HUH HOW ABOUT THAT. STUDY STEM™
oh i’ve done that for a living a while back, its actually a lot of work both in the field and in the office. it was pretty fun because we got to go to different parts of the city every day and measure shit then use cad software to draft it. only issue was of course i was not getting paid the full amount because i didn’t have the degree necessary to practice it so i eventually gave up on it. not a bs job though at least
I’ve still yet to hear about a job that isn’t either soul sucking, useless, or shit paying and shit working conditions
Being the idle son or daughter of the wealthy seems to be a pretty sweet gig, but I haven’t been able to figure out where to apply for it.
well you could marry into it but typically rich people only actually marry other rich people
even if you did marry in, you’d never be accepted as one of them, you’d be an eternal outsider
Bruh they usually haaaate themselves. Like the people in the front of the train on snowpiercer. Take away their treats and they go feral and self destruct. They are hollow shells of people.
I think the only people who are really doing it are people in co ops. Even then im not too sure though
Leave it to capitalism to turn arguably the most important role in a modern society’s infrastructure into something useless.
Holy shit I feel that though. I gave up on a computer science degree twice, and finally put it behind me the second time after realizing I can’t think of a tech job (that I could get anywhere near) which even serves a purpose beyond “process data in an office to help another office process their own data, etc etc etc.” Any job opportunity I saw was about 3 steps removed from having any coherent purpose you could explain to the average person. It’s endlessly fucking frustrating that thousands of young people, in search of a meaningful life, are tricked into wasting their talents on serving that worthless industry instead of using them for something worthwhile.

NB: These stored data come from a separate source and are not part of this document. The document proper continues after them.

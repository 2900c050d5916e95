use serde::Deserialize;
use std::{fs, path::Path};

pub mod error;

use error::{ConfigError, ConfigResult};

pub const DEFAULT_MIN_SUBSCRIBERS: usize = 1;
pub const DEFAULT_RETRY_ATTEMPTS: u32 = 3;
pub const DEFAULT_SINK_BATCH_SIZE: u64 = 32;

/// How a `create` source stores emissions that arrive ahead of demand.
#[derive(Debug, Clone, Copy, PartialEq, Eq, Default, Deserialize)]
#[serde(rename_all = "snake_case")]
pub enum BufferPolicy {
    /// Keep everything until downstream asks for it.
    #[default]
    Unbounded,
    /// Keep at most N items, evicting the oldest buffered item.
    DropOldest(usize),
    /// Keep at most N items, discarding the incoming item.
    DropLatest(usize),
}

#[derive(Debug, Clone, Default, Deserialize)]
pub struct RivuletConfig {
    #[serde(default)]
    pub create: CreateConfig,
    #[serde(default)]
    pub hub: HubConfig,
    #[serde(default)]
    pub retry: RetryConfig,
    #[serde(default)]
    pub sink: SinkConfig,
}

#[derive(Debug, Clone, Default, Deserialize)]
pub struct CreateConfig {
    #[serde(default)]
    pub buffer: BufferPolicy,
}

#[derive(Debug, Clone, Deserialize)]
pub struct HubConfig {
    /// Subscribers required before the first connection to the source.
    #[serde(default = "default_min_subscribers")]
    pub min_subscribers: usize,
}

#[derive(Debug, Clone, Deserialize)]
pub struct RetryConfig {
    #[serde(default = "default_retry_attempts")]
    pub max_attempts: u32,
}

#[derive(Debug, Clone, Deserialize)]
pub struct SinkConfig {
    /// Demand issued per batch when forwarding into an async sink.
    #[serde(default = "default_sink_batch_size")]
    pub batch_size: u64,
}

impl Default for HubConfig {
    fn default() -> Self {
        Self {
            min_subscribers: DEFAULT_MIN_SUBSCRIBERS,
        }
    }
}

impl Default for RetryConfig {
    fn default() -> Self {
        Self {
            max_attempts: DEFAULT_RETRY_ATTEMPTS,
        }
    }
}

impl Default for SinkConfig {
    fn default() -> Self {
        Self {
            batch_size: DEFAULT_SINK_BATCH_SIZE,
        }
    }
}

impl RivuletConfig {
    pub fn from_toml_str(toml_str: &str) -> ConfigResult<Self> {
        let config: Self = toml::from_str(toml_str)?;
        config.validate()?;
        Ok(config)
    }

    pub fn load_from_file(path: impl AsRef<Path>) -> ConfigResult<Self> {
        let path = path.as_ref();
        let content = fs::read_to_string(path).map_err(|source| ConfigError::FileReadError {
            path: path.display().to_string(),
            source,
        })?;
        Self::from_toml_str(&content)
    }

    pub fn validate(&self) -> ConfigResult<()> {
        if self.hub.min_subscribers == 0 {
            return Err(ConfigError::invalid("hub.min_subscribers must be at least 1"));
        }
        if self.retry.max_attempts == 0 {
            return Err(ConfigError::invalid("retry.max_attempts must be at least 1"));
        }
        if self.sink.batch_size == 0 {
            return Err(ConfigError::invalid("sink.batch_size must be at least 1"));
        }
        match self.create.buffer {
            BufferPolicy::DropOldest(0) | BufferPolicy::DropLatest(0) => {
                Err(ConfigError::invalid("create.buffer capacity must be at least 1"))
            }
            _ => Ok(()),
        }
    }
}

fn default_min_subscribers() -> usize {
    DEFAULT_MIN_SUBSCRIBERS
}

fn default_retry_attempts() -> u32 {
    DEFAULT_RETRY_ATTEMPTS
}

fn default_sink_batch_size() -> u64 {
    DEFAULT_SINK_BATCH_SIZE
}

#[cfg(test)]
mod tests {
    use super::*;

    #[test]
    fn test_default_config() {
        let config = RivuletConfig::default();
        assert_eq!(config.create.buffer, BufferPolicy::Unbounded);
        assert_eq!(config.hub.min_subscribers, DEFAULT_MIN_SUBSCRIBERS);
        assert_eq!(config.retry.max_attempts, DEFAULT_RETRY_ATTEMPTS);
        assert_eq!(config.sink.batch_size, DEFAULT_SINK_BATCH_SIZE);
    }

    #[test]
    fn test_parse_config() {
        let toml_str = r#"
[create]
buffer = { drop_oldest = 64 }

[hub]
min_subscribers = 2

[retry]
max_attempts = 5
"#;
        let config = RivuletConfig::from_toml_str(toml_str).expect("Failed to parse config");
        assert_eq!(config.create.buffer, BufferPolicy::DropOldest(64));
        assert_eq!(config.hub.min_subscribers, 2);
        assert_eq!(config.retry.max_attempts, 5);
        assert_eq!(config.sink.batch_size, DEFAULT_SINK_BATCH_SIZE);
    }

    #[test]
    fn test_unit_buffer_policy_parses() {
        let config = RivuletConfig::from_toml_str("[create]\nbuffer = \"unbounded\"\n")
            .expect("Failed to parse config");
        assert_eq!(config.create.buffer, BufferPolicy::Unbounded);
    }

    #[test]
    fn test_validation_rejects_zero_subscribers() {
        let err = RivuletConfig::from_toml_str("[hub]\nmin_subscribers = 0\n").unwrap_err();
        assert!(matches!(err, ConfigError::ValidationError { .. }));
    }

    #[test]
    fn test_validation_rejects_zero_capacity() {
        let err = RivuletConfig::from_toml_str("[create]\nbuffer = { drop_latest = 0 }\n")
            .unwrap_err();
        assert!(matches!(err, ConfigError::ValidationError { .. }));
    }

    #[test]
    fn test_validation_rejects_zero_attempts() {
        let err = RivuletConfig::from_toml_str("[retry]\nmax_attempts = 0\n").unwrap_err();
        assert!(matches!(err, ConfigError::ValidationError { .. }));
    }

    #[test]
    fn test_parse_error_is_reported() {
        let err = RivuletConfig::from_toml_str("[hub\n").unwrap_err();
        assert!(matches!(err, ConfigError::ParseError { .. }));
    }

    #[test]
    fn test_missing_file_is_reported() {
        let err = RivuletConfig::load_from_file("missing_rivulet_config_12345.toml").unwrap_err();
        assert!(matches!(err, ConfigError::FileReadError { .. }));
    }

    #[test]
    fn test_example_config_parses() {
        let toml_str = include_str!("../rivulet.config.example.toml");
        let config =
            RivuletConfig::from_toml_str(toml_str).expect("Failed to parse example config");
        assert!(config.hub.min_subscribers > 0);
    }
}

Now I’ve switched to an applied arts program where I do alternating terms at uni and a craft college. I know exactly what the typical reaction to that is, but I’m not falling for that guilt-tripping bait just to waste years working towards abstract fucking IT field “accomplishments” that no one will ever benefit from. That illusion of success only works if you still believe the fullness of your life should be measured by how much value you’ve produced, not to mention in a closed corporate system which ironically loses any real-world significance the moment you step outside of it. I do think hard work is often necessary to truly succeed in life, but the kind of work that must be done to save this society won’t be found there. I’ll probably have to find it myself, learning from others along the way.

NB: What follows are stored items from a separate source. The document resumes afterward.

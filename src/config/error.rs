use std::fmt;
use std::io;

/// Why a [`RivuletConfig`](super::RivuletConfig) could not be loaded.
#[derive(Debug)]
pub enum ConfigError {
    /// The file at `path` could not be opened or read
    FileReadError { path: String, source: io::Error },
    /// Not TOML, or a key has the wrong shape (e.g. `buffer = 3`)
    ParseError { source: toml::de::Error },
    /// Parsed, but a value would leave a stream unable to make progress
    ValidationError { reason: String },
}

impl ConfigError {
    pub(crate) fn invalid(reason: impl Into<String>) -> Self {
        ConfigError::ValidationError {
            reason: reason.into(),
        }
    }
}

impl fmt::Display for ConfigError {
    fn fmt(&self, f: &mut fmt::Formatter<'_>) -> fmt::Result {
        match self {
            ConfigError::FileReadError { path, source } => {
                write!(f, "Cannot read rivulet config '{}': {}", path, source)
            }
            ConfigError::ParseError { source } => {
                write!(f, "Malformed rivulet config: {}", source)
            }
            ConfigError::ValidationError { reason } => {
                write!(f, "Invalid rivulet config: {}", reason)
            }
        }
    }
}

impl std::error::Error for ConfigError {
    fn source(&self) -> Option<&(dyn std::error::Error + 'static)> {
        match self {
            ConfigError::FileReadError { source, .. } => Some(source),
            ConfigError::ParseError { source } => Some(source),
            ConfigError::ValidationError { .. } => None,
        }
    }
}

impl From<toml::de::Error> for ConfigError {
    fn from(source: toml::de::Error) -> Self {
        ConfigError::ParseError { source }
    }
}

pub type ConfigResult<T> = Result<T, ConfigError>;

IDK what I’l end up doing in the long run. Who knows. But the least I can do is tell the world some stories to help others make sense of life, or find a way to turn my beliefs into politically-charged art as unapologetically as possible (ideally through graphic novels or 2D animation). Even though the platform for an aspiring radical artist is pretty much guaranteed to be smaller than I’d hope, I want to give it everything I have and reach as many people as possible.
I find comfort in knowing that if change is really coming, then someday it won’t be this hard.
:juche-WPK:
Any job opportunity I saw was about 3 steps removed from having any coherent purpose you could explain to the average person.
This hits hard. I’m an accountant though and work in systems and project management. Equally unintelligible work to explain to the average person.
It would help if the projects being managed under capitalism actually meant something. I feel like the ideal takeaway from this thread is that many of these jobs could be useful or at least satisfying, but never will be until the current system is gone and dealt with. Accounting is a great example imo.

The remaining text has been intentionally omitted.